If you or someone close to you is considering getting a DNA test, here’s 6 questions you should ask first.
1. Is the laboratory accredited?
Whichever testing lab you choose, they must be properly accredited. If they’re not, then their results cannot be trusted – it’s as simple as that! A trustworthy lab will be ISO accredited. ISO is an internationally recognized quality standard that ensures a company has adequate quality controls and procedures in place. DNA testing labs should have the ISO 17025 accreditation, which applies specifically to “testing and calibration laboratories”.
Take a look at the company’s website – how long have they been trading? Do they clearly display a postal address and a customer service phone number? Do they have a complaints procedure? It’s also a good idea to check out reviews on independent websites such as TrustPilot and DNA Testing Choice.
2. Is your test going to be for legal purposes?
Testing companies generally offer two types of tests – a quick & easy home DNA test often referred to as a “Peace of Mind” test and a more expensive “Legal” test.

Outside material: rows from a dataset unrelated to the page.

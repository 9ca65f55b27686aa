//! Free-function API.

use dense_types::DenseScalar;

use crate::error::{MatrixError, Result};
use crate::mat::{Mat, MatMut, MatRef};

/// Reshape `m` to `rows x cols` if the element count allows it.
///
/// A mismatched request is ignored; see [`Mat::try_reshape`] for the
/// checked form.
pub fn reshape<T: DenseScalar>(m: &mut Mat<T>, rows: usize, cols: usize) {
    m.reshape(rows, cols);
}

/// Copy `y` into `x` element by element in column-major order.
///
/// Only the element counts have to agree, not the shapes, so a column can
/// be copied into a row. Nothing is copied when the counts differ.
///
/// ```
/// use dense_matrix::{set, FloatMatrix};
///
/// let src = FloatMatrix::from_col_major(&[1.0, 2.0, 3.0], 3, 1);
/// let mut dst = FloatMatrix::zeros(1, 3);
/// set(dst.as_mut(), src.as_ref());
/// assert_eq!(dst.as_slice(), &[1.0, 2.0, 3.0]);
/// ```
pub fn set<T: DenseScalar>(x: MatMut<'_, T>, y: MatRef<'_, T>) {
    if let Err(err) = try_set(x, y) {
        tracing::debug!(%err, "set ignored");
    }
}

/// Checked form of [`set`].
pub fn try_set<T: DenseScalar>(mut x: MatMut<'_, T>, y: MatRef<'_, T>) -> Result<()> {
    let n = x.dims.num_elements();
    if n != y.dims.num_elements() {
        return Err(MatrixError::ElementCount {
            expected: n,
            found: y.dims.num_elements(),
        });
    }
    let mut k = 0;
    x.apply_in_place(|_| {
        let v = y.element(k);
        k += 1;
        v
    });
    Ok(())
}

A home test can be done in private with no witnesses. The test results are still valid & accurate, but because there’s no way to prove the samples came from the right people, this kind of test will not hold up in court.
A legal test must be carried out by a medical professional or a trained sample collector. The collector will check everybody’s ID and make sure all the relevant paperwork is filled out properly. On top of this, the DNA samples will be transported back to the lab under a controlled chain of custody. Legal tests are valid in court (provided that the testing lab is accredited) and can be used to support child custody disputes, immigration matters and so on.
3. Is consent needed?
Contrary to what TV shows and movies would have you believe, you cannot obtain somebody’s DNA and send it away for testing unless you have their consent. Every adult involved must agree to be tested and sign a consent form. For children, an adult with parental responsibility must sign on the child’s behalf.
4. What samples are needed? And how are they taken?
Most types of DNA tests require a buccal swab. A sterile cotton swab (imagine a large Q-tip) is rubbed on the inside of the donor’s cheek. This is a quick & painless procedure used to collect buccal cells. The swab is then sealed in a sterile container and sent away for testing. A sample is taken from each person involved in the test – so for example, with a paternity test, one sample is taken from the child and another sample is taken from the alleged father.
An unborn child can also be tested using a blood sample from the pregnant mother – this is known as non-invasive prenatal paternity testing. Scientists can isolate small traces of the baby’s DNA in the mother’s bloodstream and compare it to the father’s DNA. This is a relatively new type of test – you can find out more about prenatal testing in this article.
5. How long does it take to get the results?
It can vary wildly between testing companies. Some simply act as middlemen and outsource their testing to a foreign lab. If this is the case, your results could take several days or even weeks to arrive. On the other hand, some companies operate their own lab, employ their own scientists and keep the whole operation in-house. These companies are usually quicker, and some even offer same-day results for an extra fee.
Where you live also makes a big difference. If you live far away from the testing lab (or in a different county), it’s going to take time for the testing kit to get shipped to your home address, and the same amount of time to get back to the lab. Companies that offer a same-day service will process the samples on the day they arrive at the lab – not necessarily of the day that you send them.
Note that most labs release the test results via a secure email – so there’s no waiting around for your results to arrive in the mail.
6. Do you really want to know the answer?
Finally, are you really prepared to know the truth? The results of a paternity test can have a huge potential impact on you, your relationship with your partner and the rest of your family. Are you mentally and emotionally prepared if the result isn’t what you were expecting or hoping for? Think long and hard about the consequences of having a test done, discuss it with your family if appropriate, and seek advice from a doctor or a counseling service.